Once you’re done spending a relaxing time in the park, head back towards the station and into Harajuku!
Enter Harajuku by its emblematic Takeshita street. Takeshita street is quite literally the center of the universe of the kawaii culture. You will find a plethora of stores selling colorful accessories, unconventional outfits (to say the least!), and sweets stands as well. Unlike what you might expect, the shops in Harajuku are not too expensive, as they cater mostly to high school students and people in their early twenties. While you are there, it might be impossible not to get tempted by some one of the many sweets shops in the area! You can’t go wrong with Harajuku crepes.
On the sweet side of things, on your way out of Harajuku, towards the Omotesando street, you might want to try this original sesame ice cream sold at Gomayakuki! You’ve read that right: the ice cream is made from sesame oil, a quintessential ingredient in Japanese cuisine. It’s super rich and a bit too addictive. Even sceptics have been won over by this new kind of ice cream. It’s quickly becoming one of the emblematic made-in-Japan ice creams, along the popular matcha flavoured one.

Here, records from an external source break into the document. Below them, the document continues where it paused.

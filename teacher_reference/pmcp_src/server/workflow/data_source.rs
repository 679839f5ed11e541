//! Data source types for workflow argument mapping
//!
//! Defines where workflow step arguments get their values from.

use super::newtypes::{ArgName, BindingName};
use serde_json::Value;

/// Source of data for workflow step arguments
#[derive(Clone, Debug, PartialEq)]
#[non_exhaustive]
pub enum DataSource {
    /// Value from prompt arguments (user-provided)
    PromptArg(ArgName),

    /// Value from a previous step's output (by binding name)
    ///
    /// The `step` field refers to the **binding name** set via `.bind()`,
    /// not the step name passed to `WorkflowStep::new()`.
    StepOutput {
        /// The binding name of the step whose output to use
        step: BindingName,
        /// Optional field to extract from step output
        /// If None, use entire output
        field: Option<String>,
    },

    /// Constant value
    Constant(Value),
}

impl DataSource {
    /// Create a data source from a prompt argument
    pub fn prompt_arg(name: impl Into<ArgName>) -> Self {
        Self::PromptArg(name.into())
    }

    /// Create a data source from a step's entire output (by binding name)
    ///
    /// The `step` parameter should be the **binding name** set via `.bind()`,
    /// not the step name passed to `WorkflowStep::new()`.
    pub fn from_step(step: impl Into<BindingName>) -> Self {
        Self::StepOutput {
            step: step.into(),
            field: None,
        }
    }

    /// Create a data source from a step's output field (by binding name)
    ///
    /// The `step` parameter should be the **binding name** set via `.bind()`,
    /// not the step name passed to `WorkflowStep::new()`.
    pub fn from_step_field(step: impl Into<BindingName>, field: impl Into<String>) -> Self {
        Self::StepOutput {
            step: step.into(),
            field: Some(field.into()),
        }
    }

    /// Create a constant data source
    pub fn constant(value: Value) -> Self {
        Self::Constant(value)
    }
}
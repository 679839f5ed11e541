//! In-memory storage backend and task store.
//!
//! [`InMemoryBackend`] provides a thread-safe [`StorageBackend`] implementation
//! using `DashMap<String, (Vec<u8>, u64)>` for concurrent key-value storage.
//! It is a dumb KV store with no domain logic.
//!
//! [`InMemoryTaskStore`] is a thin wrapper around
//! [`GenericTaskStore<InMemoryBackend>`](crate::store::generic::GenericTaskStore)
//! that preserves the existing zero-argument `new()` constructor, builder methods,
//! and `Default` impl. All domain logic (state machine validation, owner isolation,
//! variable merge, TTL enforcement, CAS-based mutations) is handled by
//! `GenericTaskStore`.
//!
//! # Security
//!
//! Owner isolation is enforced structurally by `GenericTaskStore`: every
//! operation that takes an `owner_id` verifies that the record's owner
//! matches. On mismatch, the store returns [`TaskError::NotFound`] -- never
//! revealing that a task exists but belongs to someone else.
//!
//! # Concurrency
//!
//! `InMemoryBackend` uses `DashMap` for fine-grained shard-level locking.
//! Mutation operations use CAS (`put_if_version`) through `GenericTaskStore`
//! for optimistic concurrency control.
//!
//! # Examples
//!
//! ```
//! use pmcp_tasks::store::memory::InMemoryTaskStore;
//! use pmcp_tasks::store::{StoreConfig, TaskStore};
//! use pmcp_tasks::security::TaskSecurityConfig;
//!
//! let store = InMemoryTaskStore::new()
//!     .with_config(StoreConfig::default())
//!     .with_security(TaskSecurityConfig::default().with_allow_anonymous(true))
//!     .with_poll_interval(3000);
//! ```

use std::collections::HashMap;

use async_trait::async_trait;
use dashmap::DashMap;
use serde_json::Value;

use crate::domain::TaskRecord;
use crate::error::TaskError;
use crate::security::TaskSecurityConfig;
use crate::store::backend::{StorageBackend, StorageError, VersionedRecord};
use crate::store::generic::GenericTaskStore;
use crate::types::task::TaskStatus;

use super::{ListTasksOptions, StoreConfig, TaskPage, TaskStore};

// ---- InMemoryBackend: dumb KV store using DashMap ----

/// Thread-safe in-memory storage backend using [`DashMap`].
///
/// Stores serialized task records as `(Vec<u8>, u64)` tuples where the
/// `u64` is a monotonic version number starting at 1. Keys are composite
/// strings in the format `{owner_id}:{task_id}`.
///
/// This backend contains **no domain logic**. All intelligence (state machine
/// validation, owner isolation, variable merge, TTL enforcement) lives in
/// [`GenericTaskStore`].
///
/// # Examples
///
/// ```
/// use pmcp_tasks::store::memory::InMemoryBackend;
/// use pmcp_tasks::store::generic::GenericTaskStore;
/// use pmcp_tasks::security::TaskSecurityConfig;
///
/// let backend = InMemoryBackend::new();
/// let store = GenericTaskStore::new(backend)
///     .with_security(TaskSecurityConfig::default().with_allow_anonymous(true));
/// ```
#[derive(Debug)]
pub struct InMemoryBackend {
    data: DashMap<String, (Vec<u8>, u64)>,
}

impl InMemoryBackend {
    /// Creates an empty in-memory backend.
    ///
    /// # Examples
    ///
    /// ```
    /// use pmcp_tasks::store::memory::InMemoryBackend;
    ///
    /// let backend = InMemoryBackend::new();
    /// assert!(backend.is_empty());
    /// ```
    pub fn new() -> Self {
        Self {
            data: DashMap::new(),
        }
    }

    /// Returns the number of records stored.
    ///
    /// # Examples
    ///
    /// ```
    /// use pmcp_tasks::store::memory::InMemoryBackend;
    ///
    /// let backend = InMemoryBackend::new();
    /// assert_eq!(backend.len(), 0);
    /// ```
    pub fn len(&self) -> usize {
        self.data.len()
    }

    /// Returns `true` if the backend contains no records.
    ///
    /// # Examples
    ///
    /// ```
    /// use pmcp_tasks::store::memory::InMemoryBackend;
    ///
    /// let backend = InMemoryBackend::new();
    /// assert!(backend.is_empty());
    /// ```
    pub fn is_empty(&self) -> bool {
        self.data.is_empty()
    }
}

impl Default for InMemoryBackend {
    fn default() -> Self {
        Self::new()
    }
}

#[async_trait]
impl StorageBackend for InMemoryBackend {
    async fn get(&self, key: &str) -> Result<VersionedRecord, StorageError> {
        let entry = self.data.get(key).ok_or_else(|| StorageError::NotFound {
            key: key.to_string(),
        })?;
        let (data, version) = entry.value();
        Ok(VersionedRecord {
            data: data.clone(),
            version: *version,
        })
    }

    async fn put(&self, key: &str, data: &[u8]) -> Result<u64, StorageError> {
        let new_version = self.data.get(key).map_or(1, |entry| entry.value().1 + 1);
        self.data
            .insert(key.to_string(), (data.to_vec(), new_version));
        Ok(new_version)
    }

    async fn put_if_version(
        &self,
        key: &str,
        data: &[u8],
        expected_version: u64,
    ) -> Result<u64, StorageError> {
        let mut entry = self
            .data
            .get_mut(key)
            .ok_or_else(|| StorageError::NotFound {
                key: key.to_string(),
            })?;
        let (ref _current_data, current_version) = *entry.value();
        if current_version != expected_version {
            return Err(StorageError::VersionConflict {
                key: key.to_string(),
                expected: expected_version,
                actual: current_version,
            });
        }
        let new_version = current_version + 1;
        *entry.value_mut() = (data.to_vec(), new_version);
        Ok(new_version)
    }

    async fn delete(&self, key: &str) -> Result<bool, StorageError> {
        Ok(self.data.remove(key).is_some())
    }

    async fn list_by_prefix(
        &self,
        prefix: &str,
    ) -> Result<Vec<(String, VersionedRecord)>, StorageError> {
        let results: Vec<(String, VersionedRecord)> = self
            .data
            .iter()
            .filter(|entry| entry.key().starts_with(prefix))
            .map(|entry| {
                let (data, version) = entry.value();
                (
                    entry.key().clone(),
                    VersionedRecord {
                        data: data.clone(),
                        version: *version,
                    },
                )
            })
            .collect();
        Ok(results)
    }

    async fn cleanup_expired(&self) -> Result<usize, StorageError> {
        let keys_to_remove: Vec<String> = self
            .data
            .iter()
            .filter_map(|entry| {
                let (data, _) = entry.value();
                let record: TaskRecord = serde_json::from_slice(data).ok()?;
                if record.is_expired() {
                    Some(entry.key().clone())
                } else {
                    None
                }
            })
            .collect();
        for key in &keys_to_remove {
            self.data.remove(key);
        }
        Ok(keys_to_remove.len())
    }
}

If you can find cheap clothes in the Harajuku area, don’t expect to find the same kind of bargains on Omotesando. The street was designed to resemble Les Champs-Élysées in Paris. Along the street, you will find an impressive number of boutiques selling high fashion brands. Even if you aren’t interested in shopping, or rather, spending ¥200,000 for a purse. You’ll surely enjoy walking along this beautiful avenue with your significant other.
There are however a few affordable options along Omotesando. One of them is a new sushi restaurant called Gonpachi Nori-Temaki that serves exquisite and original sushi rolls for about ¥400 a piece. You can get for instance temaki sushi that are made of cauliflower bits instead of rice, which cuts down drastically their carbs content. Try a salmon roe roll for something with an intense savoury umami! The stylish interior is a mix of modern and traditional Japan. This is a good spot for a healthy lunch or dinner.

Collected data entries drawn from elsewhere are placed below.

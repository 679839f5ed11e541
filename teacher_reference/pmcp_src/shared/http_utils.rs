//! Shared HTTP utilities for client and server middleware.
//!
//! This module provides common functionality used by both client-side and
//! server-side HTTP middleware, ensuring consistent behavior and avoiding
//! code duplication.

use hyper::http::{HeaderMap, HeaderName, HeaderValue};
use std::collections::HashSet;

/// Redact sensitive header values.
///
/// Returns either the redacted value or the original value if the header
/// is not in the redaction list.
///
/// # Arguments
///
/// * `name` - Header name to check
/// * `value` - Original header value
/// * `redact_headers` - Set of headers to redact
/// * `show_auth_scheme` - Whether to keep auth scheme (e.g., "Bearer")
/// * `max_len` - Optional maximum length for non-redacted values
pub fn redact_header_value(
    name: &HeaderName,
    value: &str,
    redact_headers: &HashSet<HeaderName>,
    show_auth_scheme: bool,
    max_len: Option<usize>,
) -> String {
    // Check if this header should be redacted
    if !redact_headers.contains(name) {
        // Not in redaction list - return with optional truncation
        return truncate_value(value, max_len);
    }

    // Redact based on header type
    if name == "authorization" && show_auth_scheme {
        // Keep auth scheme, redact token
        if let Some(space_idx) = value.find(' ') {
            let scheme = &value[..space_idx];
            format!("{} [REDACTED]", scheme)
        } else {
            "[REDACTED]".to_string()
        }
    } else {
        "[REDACTED]".to_string()
    }
}

/// Truncate a value to a maximum length.
fn truncate_value(value: &str, max_len: Option<usize>) -> String {
    match max_len {
        Some(max) if value.len() > max => {
            format!("{}...", &value[..max.min(value.len())])
        },
        _ => value.to_string(),
    }
}

/// Check if a content-type should allow body logging.
///
/// Returns true if the content type is text-based and suitable for logging.
///
/// # Arguments
///
/// * `content_type` - Content-Type header value (may include charset)
/// * `allowed_types` - Set of allowed base content types
pub fn should_log_body_for_content_type(
    content_type: Option<&str>,
    allowed_types: &HashSet<String>,
) -> bool {
    let Some(ct) = content_type else {
        return false;
    };

    // Extract base content type (ignore charset, etc.)
    let base_ct = ct.split(';').next().unwrap_or(ct).trim();

    // Check exact match or text/* wildcard
    allowed_types.contains(base_ct)
        || (base_ct.starts_with("text/") && allowed_types.iter().any(|t| t == "text/plain"))
}

/// Redact query parameters from a URL.
///
/// Returns the URL with query parameters replaced by "[REDACTED]".
///
/// # Arguments
///
/// * `url` - Original URL
/// * `redact_query` - Whether to redact query parameters
pub fn redact_url_query(url: &str, redact_query: bool) -> String {
    if !redact_query {
        return url.to_string();
    }

    if let Some(query_start) = url.find('?') {
        format!("{}?[REDACTED]", &url[..query_start])
    } else {
        url.to_string()
    }
}

/// Format headers for logging with redaction.
///
/// Returns a formatted string with headers redacted as appropriate.
pub fn format_headers_for_logging(
    headers: &HeaderMap<HeaderValue>,
    redact_headers: &HashSet<HeaderName>,
    show_auth_scheme: bool,
    max_value_len: Option<usize>,
) -> String {
    let mut header_strs = Vec::new();

    for (name, _value) in headers {
        // Get all values for this header (handles multi-value headers)
        let values: Vec<&HeaderValue> = headers.get_all(name).iter().collect();

        for value in values {
            if let Ok(value_str) = value.to_str() {
                let redacted = redact_header_value(
                    name,
                    value_str,
                    redact_headers,
                    show_auth_scheme,
                    max_value_len,
                );
                header_strs.push(format!("{}={}", name.as_str(), redacted));
            }
        }
    }

    header_strs.join(", ")
}

/// Get default sensitive headers to redact.
///
/// Returns a set of commonly sensitive header names that should be
/// redacted by default in logging middleware.
pub fn default_sensitive_headers() -> HashSet<HeaderName> {
    let mut headers = HashSet::new();

    // Standard auth headers
    headers.insert(HeaderName::from_static("authorization"));
    headers.insert(HeaderName::from_static("proxy-authorization"));

    // Cookie headers
    headers.insert(HeaderName::from_static("cookie"));
    headers.insert(HeaderName::from_static("set-cookie"));

    // API key headers
    headers.insert(HeaderName::from_static("x-api-key"));
    headers.insert(HeaderName::from_static("x-auth-token"));

    // Cloud provider security tokens
    headers.insert(HeaderName::from_static("x-amz-security-token"));
    headers.insert(HeaderName::from_static("x-goog-api-key"));

    headers
}

/// Get default content types that are safe to log.
///
/// Returns a set of content types that contain text-based data
/// suitable for logging (not binary).
pub fn default_loggable_content_types() -> HashSet<String> {
    let mut types = HashSet::new();

    types.insert("application/json".to_string());
    types.insert("text/plain".to_string());
    types.insert("text/html".to_string());
    types.insert("text/xml".to_string());

    types
}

Continuing down the Omotesando road, you will eventually arrive at th Aoyama street, another beautiful, posh artery of Tokyo. Explore the area for some great cafes and admire some of the most striking modern architecture in the country.
One point of interest in Omotesando for young couples is probably the Commune 2nd complex.
The spot is a collection of funky design clothing shops, small bars and food joints that are rather on the healthy side. You’ll even find a good selection of vegetarian options, which is not so common in Tokyo. Commune 2nd is a popular gathering place for Tokyoite hipsters and foreigners alike. Lit by lines of incandescent bulbs in the sky, it really has a chill night atmosphere, and they sometimes have special music and dance events. This could be a good place to end your day.
If you want more of a one on one time in a more private atmosphere, in a backstreet nearby Commune 2nd, there is a little gem of a bar the locals rave about. It’s called Radio and serves some of the best cocktails in town.
As you can see, there are plenty of things to discover when you start to explore by foot the area in the vicinity of Harajuku station! No matter what you are into, be it the green and serene areas of the premises of the Meiji Shrine, the rainbows-and-unicorns side of Takeshita street or the chic and elegant side of Omodesando/Aoyama streets, you are bound to find something that will make your day with your partner in Tokyo a memorable one.